***** Listed entries

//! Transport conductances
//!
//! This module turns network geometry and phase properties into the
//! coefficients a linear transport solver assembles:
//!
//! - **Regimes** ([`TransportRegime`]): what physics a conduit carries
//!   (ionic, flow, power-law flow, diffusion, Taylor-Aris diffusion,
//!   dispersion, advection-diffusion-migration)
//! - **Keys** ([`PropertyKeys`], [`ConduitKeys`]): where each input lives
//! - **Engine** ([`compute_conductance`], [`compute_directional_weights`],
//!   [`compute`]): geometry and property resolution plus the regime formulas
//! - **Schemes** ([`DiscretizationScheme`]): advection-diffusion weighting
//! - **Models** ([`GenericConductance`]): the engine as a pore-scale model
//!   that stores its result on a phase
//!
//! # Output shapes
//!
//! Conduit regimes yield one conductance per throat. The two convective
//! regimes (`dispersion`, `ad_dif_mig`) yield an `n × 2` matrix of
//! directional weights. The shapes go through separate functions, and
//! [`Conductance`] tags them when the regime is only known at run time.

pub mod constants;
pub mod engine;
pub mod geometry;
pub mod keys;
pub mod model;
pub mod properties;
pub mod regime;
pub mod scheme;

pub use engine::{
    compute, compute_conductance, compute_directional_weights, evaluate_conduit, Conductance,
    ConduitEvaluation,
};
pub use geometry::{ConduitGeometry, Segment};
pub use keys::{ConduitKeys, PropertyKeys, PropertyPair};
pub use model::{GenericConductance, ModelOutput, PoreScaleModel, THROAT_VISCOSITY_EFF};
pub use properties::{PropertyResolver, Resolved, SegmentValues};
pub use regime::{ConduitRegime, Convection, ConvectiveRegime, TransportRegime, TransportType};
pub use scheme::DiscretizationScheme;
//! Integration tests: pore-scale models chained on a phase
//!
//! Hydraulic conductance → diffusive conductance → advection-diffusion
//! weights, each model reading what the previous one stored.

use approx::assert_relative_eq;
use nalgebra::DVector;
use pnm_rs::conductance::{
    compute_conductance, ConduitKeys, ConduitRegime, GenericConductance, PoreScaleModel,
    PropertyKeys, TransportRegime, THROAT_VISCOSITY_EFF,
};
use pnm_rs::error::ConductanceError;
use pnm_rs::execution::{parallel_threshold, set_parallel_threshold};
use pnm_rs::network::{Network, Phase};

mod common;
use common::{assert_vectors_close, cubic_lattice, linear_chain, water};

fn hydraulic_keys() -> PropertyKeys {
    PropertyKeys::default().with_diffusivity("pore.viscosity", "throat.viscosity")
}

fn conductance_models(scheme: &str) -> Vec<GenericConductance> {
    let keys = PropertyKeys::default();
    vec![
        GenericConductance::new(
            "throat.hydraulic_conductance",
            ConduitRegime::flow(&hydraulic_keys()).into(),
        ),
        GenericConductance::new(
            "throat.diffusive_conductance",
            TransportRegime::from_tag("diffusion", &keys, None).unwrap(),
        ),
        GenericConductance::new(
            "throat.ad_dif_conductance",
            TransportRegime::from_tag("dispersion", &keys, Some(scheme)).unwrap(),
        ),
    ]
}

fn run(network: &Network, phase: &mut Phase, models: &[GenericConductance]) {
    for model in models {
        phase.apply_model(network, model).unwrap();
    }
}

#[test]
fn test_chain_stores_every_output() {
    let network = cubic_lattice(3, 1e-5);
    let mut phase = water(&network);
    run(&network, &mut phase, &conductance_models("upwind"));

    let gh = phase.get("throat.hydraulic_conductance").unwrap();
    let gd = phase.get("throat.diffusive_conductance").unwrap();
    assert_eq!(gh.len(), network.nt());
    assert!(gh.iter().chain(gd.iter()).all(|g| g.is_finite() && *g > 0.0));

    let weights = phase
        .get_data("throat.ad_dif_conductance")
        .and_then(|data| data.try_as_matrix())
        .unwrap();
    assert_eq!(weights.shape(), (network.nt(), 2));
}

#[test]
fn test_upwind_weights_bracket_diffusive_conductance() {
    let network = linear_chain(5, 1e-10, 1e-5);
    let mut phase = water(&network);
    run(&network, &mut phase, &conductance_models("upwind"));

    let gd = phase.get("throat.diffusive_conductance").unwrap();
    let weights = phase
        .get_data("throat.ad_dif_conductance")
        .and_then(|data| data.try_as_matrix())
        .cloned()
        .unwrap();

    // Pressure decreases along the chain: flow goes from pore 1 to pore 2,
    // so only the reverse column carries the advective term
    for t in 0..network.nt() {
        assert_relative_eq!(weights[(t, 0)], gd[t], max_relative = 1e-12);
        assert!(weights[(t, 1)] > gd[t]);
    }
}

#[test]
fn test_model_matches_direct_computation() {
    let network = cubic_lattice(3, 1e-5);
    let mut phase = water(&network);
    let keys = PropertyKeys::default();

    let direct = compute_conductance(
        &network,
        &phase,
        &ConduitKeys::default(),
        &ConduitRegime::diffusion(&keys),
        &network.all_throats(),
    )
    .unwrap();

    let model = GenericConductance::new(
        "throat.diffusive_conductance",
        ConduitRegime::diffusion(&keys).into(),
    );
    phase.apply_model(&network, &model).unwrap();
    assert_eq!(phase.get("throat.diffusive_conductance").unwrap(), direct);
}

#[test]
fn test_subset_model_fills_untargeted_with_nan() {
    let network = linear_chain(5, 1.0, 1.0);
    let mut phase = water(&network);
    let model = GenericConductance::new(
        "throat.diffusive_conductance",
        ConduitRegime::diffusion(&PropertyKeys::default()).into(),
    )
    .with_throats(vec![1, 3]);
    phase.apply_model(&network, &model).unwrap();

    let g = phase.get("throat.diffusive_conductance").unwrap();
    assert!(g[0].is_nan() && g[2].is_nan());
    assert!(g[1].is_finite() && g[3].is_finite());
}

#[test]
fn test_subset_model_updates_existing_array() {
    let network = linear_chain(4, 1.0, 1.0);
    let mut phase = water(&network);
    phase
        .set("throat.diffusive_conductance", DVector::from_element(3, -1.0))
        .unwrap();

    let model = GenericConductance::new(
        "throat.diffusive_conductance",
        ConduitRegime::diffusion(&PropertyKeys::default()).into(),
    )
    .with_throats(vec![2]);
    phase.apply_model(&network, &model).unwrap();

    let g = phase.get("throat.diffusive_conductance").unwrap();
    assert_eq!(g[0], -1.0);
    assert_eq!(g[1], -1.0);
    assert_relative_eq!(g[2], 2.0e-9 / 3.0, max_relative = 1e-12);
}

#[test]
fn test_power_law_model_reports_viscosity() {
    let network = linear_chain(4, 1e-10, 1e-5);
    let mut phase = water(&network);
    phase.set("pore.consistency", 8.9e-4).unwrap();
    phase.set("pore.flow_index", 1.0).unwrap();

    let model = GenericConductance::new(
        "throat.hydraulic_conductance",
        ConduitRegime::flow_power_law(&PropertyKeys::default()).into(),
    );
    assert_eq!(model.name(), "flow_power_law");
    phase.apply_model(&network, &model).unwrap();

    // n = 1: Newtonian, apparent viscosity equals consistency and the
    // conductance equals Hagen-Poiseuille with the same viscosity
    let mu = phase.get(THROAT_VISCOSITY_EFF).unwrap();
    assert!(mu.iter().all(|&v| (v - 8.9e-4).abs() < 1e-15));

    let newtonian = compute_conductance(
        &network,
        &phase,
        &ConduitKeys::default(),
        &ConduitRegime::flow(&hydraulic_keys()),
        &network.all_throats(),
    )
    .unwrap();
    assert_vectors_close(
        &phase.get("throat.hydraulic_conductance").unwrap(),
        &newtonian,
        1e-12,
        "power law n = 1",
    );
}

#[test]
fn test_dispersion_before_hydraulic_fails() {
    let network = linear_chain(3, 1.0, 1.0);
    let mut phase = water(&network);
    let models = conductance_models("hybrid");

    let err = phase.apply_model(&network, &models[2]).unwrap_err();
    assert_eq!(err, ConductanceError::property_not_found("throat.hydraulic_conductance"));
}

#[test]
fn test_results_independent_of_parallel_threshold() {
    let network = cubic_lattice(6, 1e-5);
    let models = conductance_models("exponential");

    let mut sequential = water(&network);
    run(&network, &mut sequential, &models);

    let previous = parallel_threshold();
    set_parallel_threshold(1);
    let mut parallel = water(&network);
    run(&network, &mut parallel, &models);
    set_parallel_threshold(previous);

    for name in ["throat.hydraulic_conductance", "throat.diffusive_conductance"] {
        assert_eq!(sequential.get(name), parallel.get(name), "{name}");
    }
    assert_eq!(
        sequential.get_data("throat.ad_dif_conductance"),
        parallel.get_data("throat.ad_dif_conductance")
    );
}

**********
***** Listed entries

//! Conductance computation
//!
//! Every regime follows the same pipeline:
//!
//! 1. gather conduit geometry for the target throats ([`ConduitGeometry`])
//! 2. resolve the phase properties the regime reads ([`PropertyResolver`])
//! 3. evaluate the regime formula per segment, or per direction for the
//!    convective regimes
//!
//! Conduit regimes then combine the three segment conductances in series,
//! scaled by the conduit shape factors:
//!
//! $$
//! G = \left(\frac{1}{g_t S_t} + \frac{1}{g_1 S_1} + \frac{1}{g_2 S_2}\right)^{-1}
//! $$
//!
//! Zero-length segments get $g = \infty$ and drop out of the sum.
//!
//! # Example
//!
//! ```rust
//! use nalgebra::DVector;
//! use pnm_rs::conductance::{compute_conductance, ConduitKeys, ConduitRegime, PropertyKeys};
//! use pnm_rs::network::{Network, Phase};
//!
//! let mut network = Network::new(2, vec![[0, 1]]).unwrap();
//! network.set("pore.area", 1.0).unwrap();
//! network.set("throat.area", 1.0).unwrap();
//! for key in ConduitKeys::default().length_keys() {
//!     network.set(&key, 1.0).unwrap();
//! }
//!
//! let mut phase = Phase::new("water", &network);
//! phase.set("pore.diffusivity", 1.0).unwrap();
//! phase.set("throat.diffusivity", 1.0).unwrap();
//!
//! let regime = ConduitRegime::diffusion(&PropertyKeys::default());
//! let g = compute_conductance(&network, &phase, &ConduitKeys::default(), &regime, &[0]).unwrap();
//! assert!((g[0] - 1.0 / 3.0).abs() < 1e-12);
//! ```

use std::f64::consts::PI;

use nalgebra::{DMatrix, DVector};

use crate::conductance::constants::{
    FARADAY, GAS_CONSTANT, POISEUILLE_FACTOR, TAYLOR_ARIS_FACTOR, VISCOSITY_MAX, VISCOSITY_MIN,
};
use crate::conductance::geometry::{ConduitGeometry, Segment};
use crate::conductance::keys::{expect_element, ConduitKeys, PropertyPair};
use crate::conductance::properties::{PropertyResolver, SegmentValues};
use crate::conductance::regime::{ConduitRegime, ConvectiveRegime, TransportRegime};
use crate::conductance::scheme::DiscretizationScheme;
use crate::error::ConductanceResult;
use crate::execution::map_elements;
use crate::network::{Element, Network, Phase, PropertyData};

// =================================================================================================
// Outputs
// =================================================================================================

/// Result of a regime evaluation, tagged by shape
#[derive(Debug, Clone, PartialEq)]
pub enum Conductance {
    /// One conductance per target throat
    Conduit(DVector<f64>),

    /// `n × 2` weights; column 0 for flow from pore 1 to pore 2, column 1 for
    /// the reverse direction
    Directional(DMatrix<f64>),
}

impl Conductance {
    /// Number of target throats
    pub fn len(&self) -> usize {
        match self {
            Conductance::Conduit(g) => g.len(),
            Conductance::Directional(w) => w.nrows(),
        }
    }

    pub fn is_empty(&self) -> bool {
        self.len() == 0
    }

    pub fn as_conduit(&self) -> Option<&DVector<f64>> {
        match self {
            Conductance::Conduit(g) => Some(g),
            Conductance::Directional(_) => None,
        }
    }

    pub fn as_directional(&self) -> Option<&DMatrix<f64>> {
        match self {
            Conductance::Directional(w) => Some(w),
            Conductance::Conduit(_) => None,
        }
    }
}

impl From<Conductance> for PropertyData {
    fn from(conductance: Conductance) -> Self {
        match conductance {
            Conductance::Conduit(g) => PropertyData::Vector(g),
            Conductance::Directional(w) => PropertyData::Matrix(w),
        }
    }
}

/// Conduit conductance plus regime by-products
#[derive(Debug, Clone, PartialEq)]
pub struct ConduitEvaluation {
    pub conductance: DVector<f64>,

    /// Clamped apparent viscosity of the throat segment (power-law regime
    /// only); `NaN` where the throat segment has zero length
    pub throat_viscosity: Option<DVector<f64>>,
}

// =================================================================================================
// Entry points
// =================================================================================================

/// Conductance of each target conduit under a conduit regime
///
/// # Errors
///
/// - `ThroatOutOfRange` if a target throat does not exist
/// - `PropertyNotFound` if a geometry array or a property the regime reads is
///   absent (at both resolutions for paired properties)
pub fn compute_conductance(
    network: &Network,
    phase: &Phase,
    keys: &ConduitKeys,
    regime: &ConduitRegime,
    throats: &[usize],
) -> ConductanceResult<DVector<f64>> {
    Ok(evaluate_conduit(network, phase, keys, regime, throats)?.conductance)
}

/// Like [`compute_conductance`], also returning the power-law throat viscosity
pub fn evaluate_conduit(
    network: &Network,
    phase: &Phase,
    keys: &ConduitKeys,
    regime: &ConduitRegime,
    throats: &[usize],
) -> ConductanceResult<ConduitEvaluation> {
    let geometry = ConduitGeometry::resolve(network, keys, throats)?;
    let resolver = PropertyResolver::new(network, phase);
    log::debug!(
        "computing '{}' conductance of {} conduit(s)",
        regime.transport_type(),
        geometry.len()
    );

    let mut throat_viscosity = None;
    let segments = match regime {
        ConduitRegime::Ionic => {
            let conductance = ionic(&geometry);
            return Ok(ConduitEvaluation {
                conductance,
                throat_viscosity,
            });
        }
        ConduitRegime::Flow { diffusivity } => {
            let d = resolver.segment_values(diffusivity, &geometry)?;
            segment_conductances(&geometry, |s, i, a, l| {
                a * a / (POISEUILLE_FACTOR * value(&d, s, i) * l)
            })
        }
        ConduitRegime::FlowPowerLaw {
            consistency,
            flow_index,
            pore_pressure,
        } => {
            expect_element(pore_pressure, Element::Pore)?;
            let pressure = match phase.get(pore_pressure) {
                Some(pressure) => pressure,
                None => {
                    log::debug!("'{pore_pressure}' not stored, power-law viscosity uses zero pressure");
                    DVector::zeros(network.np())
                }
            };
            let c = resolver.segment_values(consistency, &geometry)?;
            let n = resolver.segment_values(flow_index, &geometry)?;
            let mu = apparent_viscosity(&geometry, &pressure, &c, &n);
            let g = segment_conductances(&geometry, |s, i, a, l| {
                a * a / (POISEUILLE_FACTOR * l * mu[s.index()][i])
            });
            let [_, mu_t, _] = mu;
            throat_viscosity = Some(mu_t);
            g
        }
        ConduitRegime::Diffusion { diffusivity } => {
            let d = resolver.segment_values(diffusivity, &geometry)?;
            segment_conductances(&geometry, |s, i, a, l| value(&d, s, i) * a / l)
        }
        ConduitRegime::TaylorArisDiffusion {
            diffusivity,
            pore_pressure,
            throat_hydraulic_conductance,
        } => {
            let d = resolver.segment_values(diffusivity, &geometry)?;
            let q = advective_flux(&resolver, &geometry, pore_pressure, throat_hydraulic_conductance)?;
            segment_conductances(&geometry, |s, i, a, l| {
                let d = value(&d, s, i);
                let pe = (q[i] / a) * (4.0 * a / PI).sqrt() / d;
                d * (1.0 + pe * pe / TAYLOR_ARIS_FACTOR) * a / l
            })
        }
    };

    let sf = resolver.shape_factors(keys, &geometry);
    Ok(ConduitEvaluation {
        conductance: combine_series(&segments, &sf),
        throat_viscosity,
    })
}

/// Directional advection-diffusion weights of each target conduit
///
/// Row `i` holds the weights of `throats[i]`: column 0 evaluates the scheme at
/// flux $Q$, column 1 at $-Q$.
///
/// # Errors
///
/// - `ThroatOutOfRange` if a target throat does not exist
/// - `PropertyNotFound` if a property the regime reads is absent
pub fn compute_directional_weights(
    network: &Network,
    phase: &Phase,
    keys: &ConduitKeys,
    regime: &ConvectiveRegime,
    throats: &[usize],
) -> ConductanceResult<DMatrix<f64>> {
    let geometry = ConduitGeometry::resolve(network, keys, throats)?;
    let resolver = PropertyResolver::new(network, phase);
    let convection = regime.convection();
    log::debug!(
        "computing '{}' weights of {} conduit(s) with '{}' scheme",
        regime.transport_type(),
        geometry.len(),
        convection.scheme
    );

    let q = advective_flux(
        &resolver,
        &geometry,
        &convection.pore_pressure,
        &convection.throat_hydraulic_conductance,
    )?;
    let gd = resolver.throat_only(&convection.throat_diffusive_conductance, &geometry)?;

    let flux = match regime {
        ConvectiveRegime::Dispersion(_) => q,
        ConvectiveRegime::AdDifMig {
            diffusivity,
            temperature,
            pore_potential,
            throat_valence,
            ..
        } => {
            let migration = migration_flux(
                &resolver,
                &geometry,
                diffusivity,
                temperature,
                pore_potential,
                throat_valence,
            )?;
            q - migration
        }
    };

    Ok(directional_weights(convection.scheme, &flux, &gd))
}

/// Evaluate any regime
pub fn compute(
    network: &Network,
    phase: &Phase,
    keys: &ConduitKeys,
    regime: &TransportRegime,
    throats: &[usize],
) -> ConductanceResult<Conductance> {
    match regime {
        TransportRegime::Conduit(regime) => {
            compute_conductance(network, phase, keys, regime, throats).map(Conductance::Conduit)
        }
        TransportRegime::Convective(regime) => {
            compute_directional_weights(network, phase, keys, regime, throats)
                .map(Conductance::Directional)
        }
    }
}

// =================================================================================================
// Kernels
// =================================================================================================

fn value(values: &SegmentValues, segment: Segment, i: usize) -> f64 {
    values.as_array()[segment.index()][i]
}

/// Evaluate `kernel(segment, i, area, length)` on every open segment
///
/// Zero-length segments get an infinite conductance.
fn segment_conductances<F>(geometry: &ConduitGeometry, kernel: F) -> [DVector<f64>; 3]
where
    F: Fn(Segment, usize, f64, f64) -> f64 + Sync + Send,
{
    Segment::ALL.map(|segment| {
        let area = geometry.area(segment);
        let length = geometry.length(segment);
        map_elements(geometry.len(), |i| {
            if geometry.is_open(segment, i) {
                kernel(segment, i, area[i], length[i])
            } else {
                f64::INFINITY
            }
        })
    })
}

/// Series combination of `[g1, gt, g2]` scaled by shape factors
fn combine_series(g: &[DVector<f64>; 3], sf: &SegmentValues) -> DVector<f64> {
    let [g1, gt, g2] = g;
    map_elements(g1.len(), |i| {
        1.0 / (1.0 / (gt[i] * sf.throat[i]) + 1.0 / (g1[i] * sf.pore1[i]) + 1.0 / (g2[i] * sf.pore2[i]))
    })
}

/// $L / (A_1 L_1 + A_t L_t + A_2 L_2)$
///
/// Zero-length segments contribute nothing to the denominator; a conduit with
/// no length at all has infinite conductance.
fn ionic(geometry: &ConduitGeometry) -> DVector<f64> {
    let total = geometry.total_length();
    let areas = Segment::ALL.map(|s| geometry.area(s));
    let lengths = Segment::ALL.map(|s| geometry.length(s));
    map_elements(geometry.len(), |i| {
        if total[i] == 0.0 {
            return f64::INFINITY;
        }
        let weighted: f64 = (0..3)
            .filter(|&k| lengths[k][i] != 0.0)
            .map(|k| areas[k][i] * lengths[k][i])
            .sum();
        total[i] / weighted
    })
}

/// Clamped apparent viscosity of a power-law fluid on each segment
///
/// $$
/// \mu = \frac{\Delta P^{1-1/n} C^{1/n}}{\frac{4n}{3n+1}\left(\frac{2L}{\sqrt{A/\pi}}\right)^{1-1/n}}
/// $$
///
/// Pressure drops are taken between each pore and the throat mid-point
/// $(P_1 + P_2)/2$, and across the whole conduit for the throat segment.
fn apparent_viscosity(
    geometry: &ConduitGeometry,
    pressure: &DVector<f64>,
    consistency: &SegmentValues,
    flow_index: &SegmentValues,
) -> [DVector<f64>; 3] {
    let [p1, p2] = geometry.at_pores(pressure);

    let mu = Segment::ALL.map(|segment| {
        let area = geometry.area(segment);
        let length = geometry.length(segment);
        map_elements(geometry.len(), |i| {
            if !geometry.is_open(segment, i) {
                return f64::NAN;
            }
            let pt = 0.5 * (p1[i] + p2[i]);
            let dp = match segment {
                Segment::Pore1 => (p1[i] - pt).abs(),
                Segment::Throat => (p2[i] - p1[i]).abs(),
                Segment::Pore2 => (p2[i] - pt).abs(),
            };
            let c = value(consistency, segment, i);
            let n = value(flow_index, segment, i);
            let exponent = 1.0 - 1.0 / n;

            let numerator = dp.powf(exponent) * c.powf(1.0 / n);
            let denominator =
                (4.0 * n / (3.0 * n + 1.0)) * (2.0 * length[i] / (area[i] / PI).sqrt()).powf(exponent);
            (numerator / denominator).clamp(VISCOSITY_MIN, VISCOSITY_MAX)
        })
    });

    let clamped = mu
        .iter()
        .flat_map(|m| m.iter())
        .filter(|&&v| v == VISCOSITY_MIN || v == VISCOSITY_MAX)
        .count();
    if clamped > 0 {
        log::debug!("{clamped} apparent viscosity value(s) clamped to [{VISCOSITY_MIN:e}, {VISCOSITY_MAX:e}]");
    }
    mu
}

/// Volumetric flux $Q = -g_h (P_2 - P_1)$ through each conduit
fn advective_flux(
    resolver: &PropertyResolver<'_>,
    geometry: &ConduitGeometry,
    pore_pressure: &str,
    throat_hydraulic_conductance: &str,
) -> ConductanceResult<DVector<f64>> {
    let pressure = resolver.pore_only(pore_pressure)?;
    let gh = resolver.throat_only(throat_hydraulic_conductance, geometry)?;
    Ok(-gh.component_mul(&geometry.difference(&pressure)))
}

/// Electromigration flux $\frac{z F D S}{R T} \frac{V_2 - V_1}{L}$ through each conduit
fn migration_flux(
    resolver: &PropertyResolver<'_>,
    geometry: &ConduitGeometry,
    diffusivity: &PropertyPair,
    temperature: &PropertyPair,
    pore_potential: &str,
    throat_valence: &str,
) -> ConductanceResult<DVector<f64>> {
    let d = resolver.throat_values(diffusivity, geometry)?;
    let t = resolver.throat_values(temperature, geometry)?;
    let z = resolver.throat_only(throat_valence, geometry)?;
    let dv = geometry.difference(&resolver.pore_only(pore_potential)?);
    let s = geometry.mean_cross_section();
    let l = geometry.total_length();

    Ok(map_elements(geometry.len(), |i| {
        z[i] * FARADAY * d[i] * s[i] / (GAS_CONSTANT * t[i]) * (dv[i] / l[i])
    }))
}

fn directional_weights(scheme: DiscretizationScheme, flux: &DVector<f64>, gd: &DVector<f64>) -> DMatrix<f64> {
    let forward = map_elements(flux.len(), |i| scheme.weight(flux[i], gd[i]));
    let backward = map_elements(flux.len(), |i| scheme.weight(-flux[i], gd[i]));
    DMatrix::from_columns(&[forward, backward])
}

**********

Copy all lines from the material that contain "into".

//! This module turns network geometry and phase properties into the
            ConduitRegime::flow(&hydraulic_keys()).into(),
        ConduitRegime::diffusion(&keys).into(),
        ConduitRegime::diffusion(&PropertyKeys::default()).into(),
        ConduitRegime::diffusion(&PropertyKeys::default()).into(),
        ConduitRegime::flow_power_law(&PropertyKeys::default()).into(),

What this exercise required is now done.